What is needed: In the entries below, find every line holding the string "AtomicUsize" and collect it.

Records provided:
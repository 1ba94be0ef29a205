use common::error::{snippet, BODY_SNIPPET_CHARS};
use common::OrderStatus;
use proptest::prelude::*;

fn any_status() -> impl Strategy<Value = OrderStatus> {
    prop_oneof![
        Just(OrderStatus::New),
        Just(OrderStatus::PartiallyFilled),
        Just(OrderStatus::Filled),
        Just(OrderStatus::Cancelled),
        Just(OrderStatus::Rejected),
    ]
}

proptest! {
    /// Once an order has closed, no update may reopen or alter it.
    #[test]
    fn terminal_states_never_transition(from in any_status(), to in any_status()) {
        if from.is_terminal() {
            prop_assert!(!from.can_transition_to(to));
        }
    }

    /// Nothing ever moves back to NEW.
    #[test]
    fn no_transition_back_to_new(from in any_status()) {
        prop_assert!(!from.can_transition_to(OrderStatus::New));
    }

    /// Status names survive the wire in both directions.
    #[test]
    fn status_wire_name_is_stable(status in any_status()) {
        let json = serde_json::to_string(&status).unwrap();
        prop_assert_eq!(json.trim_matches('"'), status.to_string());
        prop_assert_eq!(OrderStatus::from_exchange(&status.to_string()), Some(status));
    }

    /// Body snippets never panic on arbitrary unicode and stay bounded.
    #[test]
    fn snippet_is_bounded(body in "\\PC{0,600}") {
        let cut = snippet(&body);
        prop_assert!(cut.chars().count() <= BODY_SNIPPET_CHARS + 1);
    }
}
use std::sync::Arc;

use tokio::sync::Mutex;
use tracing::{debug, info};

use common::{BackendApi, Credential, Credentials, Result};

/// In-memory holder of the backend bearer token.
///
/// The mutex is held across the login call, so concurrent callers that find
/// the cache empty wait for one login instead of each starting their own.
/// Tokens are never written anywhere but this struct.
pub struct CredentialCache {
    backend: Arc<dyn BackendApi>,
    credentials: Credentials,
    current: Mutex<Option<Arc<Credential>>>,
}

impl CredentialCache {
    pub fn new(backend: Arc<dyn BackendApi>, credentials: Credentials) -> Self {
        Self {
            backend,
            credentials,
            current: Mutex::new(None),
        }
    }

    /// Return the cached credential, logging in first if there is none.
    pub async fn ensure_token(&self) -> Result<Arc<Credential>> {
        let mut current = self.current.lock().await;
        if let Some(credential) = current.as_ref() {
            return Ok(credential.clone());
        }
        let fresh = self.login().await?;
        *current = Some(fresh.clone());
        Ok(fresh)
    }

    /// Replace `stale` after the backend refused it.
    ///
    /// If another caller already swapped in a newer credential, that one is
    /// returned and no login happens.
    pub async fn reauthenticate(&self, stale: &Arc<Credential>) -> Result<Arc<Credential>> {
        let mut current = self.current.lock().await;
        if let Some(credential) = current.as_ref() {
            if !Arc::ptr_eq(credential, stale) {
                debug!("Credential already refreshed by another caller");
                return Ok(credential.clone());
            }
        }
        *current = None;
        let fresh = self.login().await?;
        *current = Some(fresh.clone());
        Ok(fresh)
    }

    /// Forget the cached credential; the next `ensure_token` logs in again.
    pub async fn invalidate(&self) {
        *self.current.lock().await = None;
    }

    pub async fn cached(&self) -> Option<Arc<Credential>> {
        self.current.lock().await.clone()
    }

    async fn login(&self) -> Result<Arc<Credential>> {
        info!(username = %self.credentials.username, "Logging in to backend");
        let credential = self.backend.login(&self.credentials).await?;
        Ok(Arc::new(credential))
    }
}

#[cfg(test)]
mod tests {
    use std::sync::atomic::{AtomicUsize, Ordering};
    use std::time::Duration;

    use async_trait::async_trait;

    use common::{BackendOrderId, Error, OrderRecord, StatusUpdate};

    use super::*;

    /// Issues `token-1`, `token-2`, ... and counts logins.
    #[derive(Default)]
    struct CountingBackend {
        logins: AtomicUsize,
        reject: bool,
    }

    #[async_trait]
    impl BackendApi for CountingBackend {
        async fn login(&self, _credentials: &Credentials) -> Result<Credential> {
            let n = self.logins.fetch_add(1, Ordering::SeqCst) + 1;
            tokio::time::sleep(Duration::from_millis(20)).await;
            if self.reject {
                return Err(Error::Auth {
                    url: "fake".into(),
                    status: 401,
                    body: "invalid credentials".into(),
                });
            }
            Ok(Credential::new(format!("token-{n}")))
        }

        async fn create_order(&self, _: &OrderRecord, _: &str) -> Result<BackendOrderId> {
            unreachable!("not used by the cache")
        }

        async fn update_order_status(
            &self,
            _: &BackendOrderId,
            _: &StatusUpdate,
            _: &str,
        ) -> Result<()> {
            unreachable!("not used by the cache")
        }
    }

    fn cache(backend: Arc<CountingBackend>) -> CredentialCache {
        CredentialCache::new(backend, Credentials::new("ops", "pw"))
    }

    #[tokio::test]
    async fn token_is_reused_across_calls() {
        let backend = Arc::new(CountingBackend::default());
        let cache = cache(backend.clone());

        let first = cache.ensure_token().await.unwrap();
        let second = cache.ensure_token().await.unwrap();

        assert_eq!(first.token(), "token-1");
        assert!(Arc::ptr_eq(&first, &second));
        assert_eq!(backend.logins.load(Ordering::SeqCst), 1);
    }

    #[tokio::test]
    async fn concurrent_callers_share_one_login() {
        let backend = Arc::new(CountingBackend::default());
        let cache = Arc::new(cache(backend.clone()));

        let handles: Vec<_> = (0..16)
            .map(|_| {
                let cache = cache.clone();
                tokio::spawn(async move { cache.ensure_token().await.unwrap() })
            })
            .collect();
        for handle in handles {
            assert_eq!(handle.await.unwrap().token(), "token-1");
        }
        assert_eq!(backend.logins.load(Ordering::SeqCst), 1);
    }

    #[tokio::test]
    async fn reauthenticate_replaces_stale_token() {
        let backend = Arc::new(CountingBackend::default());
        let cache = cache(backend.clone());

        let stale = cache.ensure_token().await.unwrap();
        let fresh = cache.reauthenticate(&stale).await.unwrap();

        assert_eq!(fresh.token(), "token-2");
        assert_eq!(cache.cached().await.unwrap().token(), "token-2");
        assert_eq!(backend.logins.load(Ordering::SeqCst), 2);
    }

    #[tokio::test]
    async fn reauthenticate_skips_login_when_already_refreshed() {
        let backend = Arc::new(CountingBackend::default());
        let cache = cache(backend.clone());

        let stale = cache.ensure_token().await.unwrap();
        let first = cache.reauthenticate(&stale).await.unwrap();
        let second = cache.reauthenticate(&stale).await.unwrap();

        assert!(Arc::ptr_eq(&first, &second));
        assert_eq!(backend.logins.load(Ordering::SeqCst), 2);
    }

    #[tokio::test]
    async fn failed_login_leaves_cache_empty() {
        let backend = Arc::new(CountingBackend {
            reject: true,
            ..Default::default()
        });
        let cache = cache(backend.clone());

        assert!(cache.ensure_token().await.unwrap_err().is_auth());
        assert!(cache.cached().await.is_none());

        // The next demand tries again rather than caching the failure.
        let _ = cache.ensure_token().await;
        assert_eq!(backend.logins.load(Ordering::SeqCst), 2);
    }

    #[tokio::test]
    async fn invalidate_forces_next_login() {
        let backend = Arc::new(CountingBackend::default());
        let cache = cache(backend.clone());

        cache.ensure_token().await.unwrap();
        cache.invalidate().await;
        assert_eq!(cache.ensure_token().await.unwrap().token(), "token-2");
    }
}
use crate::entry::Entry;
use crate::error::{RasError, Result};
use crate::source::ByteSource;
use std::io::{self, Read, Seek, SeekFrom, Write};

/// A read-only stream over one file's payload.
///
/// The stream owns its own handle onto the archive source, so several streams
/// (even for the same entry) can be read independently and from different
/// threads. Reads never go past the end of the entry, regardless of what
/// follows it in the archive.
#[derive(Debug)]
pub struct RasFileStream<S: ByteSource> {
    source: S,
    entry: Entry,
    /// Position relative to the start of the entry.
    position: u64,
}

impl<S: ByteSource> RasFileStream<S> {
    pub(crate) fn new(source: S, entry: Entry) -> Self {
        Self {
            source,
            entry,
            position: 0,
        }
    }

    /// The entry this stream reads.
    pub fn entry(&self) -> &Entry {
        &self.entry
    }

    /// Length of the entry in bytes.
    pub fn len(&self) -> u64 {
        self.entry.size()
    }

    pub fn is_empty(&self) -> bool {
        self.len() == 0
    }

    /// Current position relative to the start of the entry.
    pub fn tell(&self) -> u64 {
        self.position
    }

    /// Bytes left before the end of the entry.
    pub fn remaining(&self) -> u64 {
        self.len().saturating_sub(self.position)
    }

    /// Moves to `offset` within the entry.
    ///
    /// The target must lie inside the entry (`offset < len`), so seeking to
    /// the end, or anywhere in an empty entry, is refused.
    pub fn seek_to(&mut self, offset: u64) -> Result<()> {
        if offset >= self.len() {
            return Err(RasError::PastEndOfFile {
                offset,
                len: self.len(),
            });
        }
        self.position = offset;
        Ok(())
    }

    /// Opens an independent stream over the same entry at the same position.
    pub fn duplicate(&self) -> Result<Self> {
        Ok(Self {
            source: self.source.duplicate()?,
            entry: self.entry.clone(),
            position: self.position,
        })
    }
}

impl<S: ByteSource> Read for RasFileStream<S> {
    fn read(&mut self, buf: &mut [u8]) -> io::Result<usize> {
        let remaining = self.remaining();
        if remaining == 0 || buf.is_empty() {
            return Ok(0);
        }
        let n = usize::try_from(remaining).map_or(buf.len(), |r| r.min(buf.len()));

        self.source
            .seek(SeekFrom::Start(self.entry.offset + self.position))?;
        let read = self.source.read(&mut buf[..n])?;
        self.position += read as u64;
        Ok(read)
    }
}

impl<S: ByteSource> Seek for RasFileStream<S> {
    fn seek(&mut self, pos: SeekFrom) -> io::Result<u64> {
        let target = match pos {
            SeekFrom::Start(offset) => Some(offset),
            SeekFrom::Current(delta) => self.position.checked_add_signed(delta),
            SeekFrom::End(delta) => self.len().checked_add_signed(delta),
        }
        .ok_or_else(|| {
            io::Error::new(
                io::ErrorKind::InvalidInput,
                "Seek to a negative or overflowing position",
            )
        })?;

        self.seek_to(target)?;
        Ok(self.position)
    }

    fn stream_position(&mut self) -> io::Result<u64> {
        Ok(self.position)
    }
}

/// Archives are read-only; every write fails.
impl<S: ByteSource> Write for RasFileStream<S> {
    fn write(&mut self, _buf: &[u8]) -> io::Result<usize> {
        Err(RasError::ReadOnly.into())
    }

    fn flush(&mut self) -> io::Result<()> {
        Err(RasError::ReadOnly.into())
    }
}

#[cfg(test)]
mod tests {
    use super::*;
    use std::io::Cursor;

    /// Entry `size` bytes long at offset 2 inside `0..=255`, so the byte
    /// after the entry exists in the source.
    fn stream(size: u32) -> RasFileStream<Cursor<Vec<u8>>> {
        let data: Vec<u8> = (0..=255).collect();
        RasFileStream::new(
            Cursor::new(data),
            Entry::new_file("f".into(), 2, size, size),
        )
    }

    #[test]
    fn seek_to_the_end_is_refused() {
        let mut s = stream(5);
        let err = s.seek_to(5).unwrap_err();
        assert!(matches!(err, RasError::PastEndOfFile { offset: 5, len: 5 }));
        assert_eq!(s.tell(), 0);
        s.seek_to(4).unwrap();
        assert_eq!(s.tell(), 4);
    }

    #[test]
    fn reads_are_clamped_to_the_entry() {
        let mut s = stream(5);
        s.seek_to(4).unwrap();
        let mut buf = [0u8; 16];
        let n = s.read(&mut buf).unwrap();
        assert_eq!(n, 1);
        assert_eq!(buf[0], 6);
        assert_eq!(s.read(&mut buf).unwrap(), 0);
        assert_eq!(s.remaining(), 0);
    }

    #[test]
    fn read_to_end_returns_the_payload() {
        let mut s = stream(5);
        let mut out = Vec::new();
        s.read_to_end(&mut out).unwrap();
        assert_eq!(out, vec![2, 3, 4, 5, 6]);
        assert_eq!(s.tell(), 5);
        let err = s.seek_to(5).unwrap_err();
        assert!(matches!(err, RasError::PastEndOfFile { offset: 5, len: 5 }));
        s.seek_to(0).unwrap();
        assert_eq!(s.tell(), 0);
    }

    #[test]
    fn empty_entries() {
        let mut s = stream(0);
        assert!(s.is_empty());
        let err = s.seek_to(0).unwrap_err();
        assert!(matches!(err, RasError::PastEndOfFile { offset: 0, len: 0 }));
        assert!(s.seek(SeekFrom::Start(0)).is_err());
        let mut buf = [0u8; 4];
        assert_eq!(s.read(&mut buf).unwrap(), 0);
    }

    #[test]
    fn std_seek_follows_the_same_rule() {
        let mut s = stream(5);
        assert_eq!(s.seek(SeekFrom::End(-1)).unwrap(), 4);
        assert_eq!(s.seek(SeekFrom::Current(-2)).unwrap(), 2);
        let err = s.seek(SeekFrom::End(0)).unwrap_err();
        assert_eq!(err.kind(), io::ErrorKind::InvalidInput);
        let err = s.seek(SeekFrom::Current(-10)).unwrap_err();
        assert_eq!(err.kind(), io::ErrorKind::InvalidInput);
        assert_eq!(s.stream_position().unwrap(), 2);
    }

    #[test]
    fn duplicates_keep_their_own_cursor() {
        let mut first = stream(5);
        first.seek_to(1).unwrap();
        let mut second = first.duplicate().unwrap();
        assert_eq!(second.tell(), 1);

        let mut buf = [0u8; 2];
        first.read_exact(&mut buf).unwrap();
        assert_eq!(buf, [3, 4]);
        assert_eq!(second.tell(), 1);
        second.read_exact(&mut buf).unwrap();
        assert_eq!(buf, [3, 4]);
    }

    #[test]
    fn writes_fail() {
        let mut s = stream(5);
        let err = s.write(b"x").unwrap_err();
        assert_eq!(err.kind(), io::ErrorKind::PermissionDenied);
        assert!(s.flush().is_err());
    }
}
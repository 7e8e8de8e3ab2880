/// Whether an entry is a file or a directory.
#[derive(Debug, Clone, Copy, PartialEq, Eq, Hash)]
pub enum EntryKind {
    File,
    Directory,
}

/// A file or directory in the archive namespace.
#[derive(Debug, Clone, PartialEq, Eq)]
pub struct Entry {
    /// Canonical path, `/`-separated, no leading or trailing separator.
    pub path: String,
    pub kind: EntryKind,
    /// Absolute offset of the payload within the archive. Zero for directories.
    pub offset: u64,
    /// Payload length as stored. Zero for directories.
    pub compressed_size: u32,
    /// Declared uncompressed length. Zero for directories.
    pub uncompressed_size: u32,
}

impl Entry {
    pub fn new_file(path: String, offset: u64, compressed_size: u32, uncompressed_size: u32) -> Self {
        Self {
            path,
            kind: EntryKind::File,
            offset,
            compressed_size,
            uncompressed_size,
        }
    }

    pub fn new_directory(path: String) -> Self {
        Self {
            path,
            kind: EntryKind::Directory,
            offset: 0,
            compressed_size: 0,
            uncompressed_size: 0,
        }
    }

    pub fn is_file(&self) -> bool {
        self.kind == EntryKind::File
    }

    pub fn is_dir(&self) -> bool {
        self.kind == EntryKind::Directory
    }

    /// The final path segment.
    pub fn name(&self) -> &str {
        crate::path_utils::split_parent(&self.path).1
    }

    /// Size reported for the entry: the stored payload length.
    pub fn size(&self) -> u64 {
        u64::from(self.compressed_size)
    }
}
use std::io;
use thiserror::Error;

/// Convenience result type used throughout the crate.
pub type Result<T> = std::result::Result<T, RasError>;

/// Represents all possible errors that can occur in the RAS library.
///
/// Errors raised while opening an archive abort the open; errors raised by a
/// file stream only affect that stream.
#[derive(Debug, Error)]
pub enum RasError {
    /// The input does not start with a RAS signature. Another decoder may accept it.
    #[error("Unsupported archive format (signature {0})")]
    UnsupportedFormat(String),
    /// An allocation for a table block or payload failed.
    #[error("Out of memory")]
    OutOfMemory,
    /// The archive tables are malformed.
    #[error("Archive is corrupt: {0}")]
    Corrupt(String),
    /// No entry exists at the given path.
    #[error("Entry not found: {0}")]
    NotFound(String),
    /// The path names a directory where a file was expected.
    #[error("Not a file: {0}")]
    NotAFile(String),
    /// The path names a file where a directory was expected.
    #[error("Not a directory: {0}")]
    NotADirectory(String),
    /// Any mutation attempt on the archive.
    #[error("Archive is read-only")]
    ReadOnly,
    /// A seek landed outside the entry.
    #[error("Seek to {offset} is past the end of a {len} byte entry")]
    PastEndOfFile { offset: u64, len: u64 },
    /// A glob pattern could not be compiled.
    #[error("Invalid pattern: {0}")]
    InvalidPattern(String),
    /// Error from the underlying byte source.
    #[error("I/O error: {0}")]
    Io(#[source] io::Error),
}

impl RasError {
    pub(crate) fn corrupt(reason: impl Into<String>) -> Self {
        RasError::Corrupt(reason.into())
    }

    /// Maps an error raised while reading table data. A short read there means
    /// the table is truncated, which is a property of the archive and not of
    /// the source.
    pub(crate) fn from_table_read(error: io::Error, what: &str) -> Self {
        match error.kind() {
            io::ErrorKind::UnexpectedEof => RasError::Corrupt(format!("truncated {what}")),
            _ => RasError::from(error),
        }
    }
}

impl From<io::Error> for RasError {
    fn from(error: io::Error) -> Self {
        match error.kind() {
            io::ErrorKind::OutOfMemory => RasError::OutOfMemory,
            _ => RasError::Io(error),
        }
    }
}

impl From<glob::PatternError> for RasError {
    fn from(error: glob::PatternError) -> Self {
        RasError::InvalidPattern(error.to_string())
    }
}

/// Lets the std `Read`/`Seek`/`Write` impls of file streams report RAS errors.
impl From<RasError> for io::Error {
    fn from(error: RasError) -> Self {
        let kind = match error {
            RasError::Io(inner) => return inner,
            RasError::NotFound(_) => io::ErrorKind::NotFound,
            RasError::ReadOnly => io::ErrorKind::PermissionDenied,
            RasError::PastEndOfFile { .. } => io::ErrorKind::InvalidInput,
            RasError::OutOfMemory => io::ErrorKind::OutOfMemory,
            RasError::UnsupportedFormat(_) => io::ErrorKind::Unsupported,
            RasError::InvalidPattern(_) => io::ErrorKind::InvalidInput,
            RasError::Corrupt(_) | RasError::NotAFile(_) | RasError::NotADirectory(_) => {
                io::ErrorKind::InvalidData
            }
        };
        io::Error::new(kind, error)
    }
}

Answer box:
    use std::sync::atomic::{AtomicUsize, Ordering};
        logins: AtomicUsize,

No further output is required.